Видимо, груз ответственности за ребенка, свалившийся на меня одну, раздавил меня. Я слегка спятила на дочкином здоровье (слегка?). Уже слышу: а как же другие, остающиеся без мужей? И растят детей, и работают, между прочим, и не жалуются. Но я же говорю о себе! В чем-то я хуже этих самых «других», в чем-то, наверное, лучше. Но это я. Как будем сравнивать? Ерунда же…
Так вот, мне было очень тяжело. И не физически, а морально. Как я уже сказала, поначалу я «съехала» на здоровье Алисы. Это было и ужасно, и смешно. Но правда, как не посмеяться над тем, что я была уверена: одноразовый шприц, которым Алисе сделали прививку от дифтерии, но не при мне вскрыли, уже был использован однажды (а может, и не однажды). Я не сомневалась в этом ни минуты, а главное, чувствовала себя во всем виноватой, так как не смогла настоять на использовании своего шприца, с которым пришла в процедурный кабинет. (О, это чувство вины, как оно разрастется потом, каким большим станет – почти как страх. Собственно, они станут близнецами-братьями: страх и чувство вины.)

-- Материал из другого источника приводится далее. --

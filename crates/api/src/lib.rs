// Path: crates/api/src/lib.rs

//! # Observer API Crate Lints
//!
//! This crate enforces a strict set of lints to ensure high-quality,
//! panic-free, and well-documented code.
#![cfg_attr(
    not(test),
    deny(
        clippy::unwrap_used,
        clippy::expect_used,
        clippy::panic,
        clippy::todo,
        clippy::unimplemented,
        clippy::indexing_slicing
    )
)]
#![deny(missing_docs)]
//! # Observer API
//!
//! The interfaces between the observer core and its external collaborators:
//! the chain, the gateway/name/observer lists, the ledger, the upload service
//! and the signer. The core only ever sees these traits; the node binary wires
//! concrete implementations in.

/// Chain height and block lookups.
pub mod chain;
/// The `EntropySource` trait.
pub mod entropy;
/// Epoch resolution.
pub mod epoch;
/// Gateway, name and observer list providers.
pub mod lists;
/// The seam between the gateway assessor and the HTTP prober.
pub mod probe;
/// Report sinks, stores and the ledger/upload/signing collaborators.
pub mod publish;

/// A curated set of the most commonly used traits and types.
pub mod prelude {
    pub use crate::chain::{BlockSource, HeightSource};
    pub use crate::entropy::{EntropyContext, EntropySource};
    pub use crate::epoch::{EpochSource, LedgerEpochReader};
    pub use crate::lists::{GatewayListSource, NameListSource, NamesSource, ObserverListSource};
    pub use crate::probe::{ProbeTarget, ResolutionProber};
    pub use crate::publish::{
        EpochObservations, LedgerClient, ObservationInteraction, ReportSigner, ReportSink,
        ReportStore, Tag, UploadClient, UploadItem,
    };
}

Смешно сейчас. А тогда… Тогда, уверовав в бесчестность медсестры, заразившей мою дочь СПИДом (и не меньше) и в свою стопроцентную вину в этом, я решила твердо… больше не жить. Этого не знал никто. Только Бог…
Бог
Мой первый ропот, но какой! «Я уже все двадцать раз поняла, я наказана, я повинилась – что тебе еще надо? Что душу мою ешь? Где твое хваленое милосердие? Или я такая страшная грешница, что в наказание из меня надо нервы по ниточке вынимать? Но уж если я такая дрянь, то… мне не о чем с тобой разговаривать!»
Тогда придумалась фраза: я-то в Бога верю, да вот Бог не верит в меня. А это страшнее, чем наоборот.
Кто-то скажет: это типичное психическое нездоровье. И я, честно говоря, растеряюсь: да, тогда действительно мои навязчивые идеи не поддавались, а точнее, с трудом поддавались моему анализу и владели мной безраздельно, как реальность. Но! Тогда одно большое НО! Такая болезнь, насколько я знаю, не может пройти сама, без лечения. А у меня в этом виде – прошла. И превратилась в нечто другое, «раздвоенное», о чем я уже писала – с полным пониманием происходящего и анализом. Хотя вроде бы и так у психов бывает… Не знаю…
Итак, страшные дни. Я ничего не ела, ничего не могла делать. Я лежала и смотрела на играющую дочь. Даже врагу моему не пожелаю пережить такие мгновения, часы! В какой-то момент Алису забрали к себе мои родители, и я осталась одна. Я твердо решила уйти, уйти из жизни навсегда, воспользовавшись отсутствием дочери.
Но на четвертый или пятый день что-то произошло, какое-то просветление. Пара телефонных звонков – маме, подружке детства, умнице и доброй чрезвычайно – и вдруг свобода! Отпустило! Кто меня спас? Что меня спасло? Бог? Но это напоминает спасение утопающего тем, кто сначала связал жертве руки, бросил в воду. А ведь таблетки уже были у меня в руке, огромная куча таблеток, чтобы заснуть навсегда. О, господи, не знаю, как с тобой разговаривать! Что ты есть в моей жизни?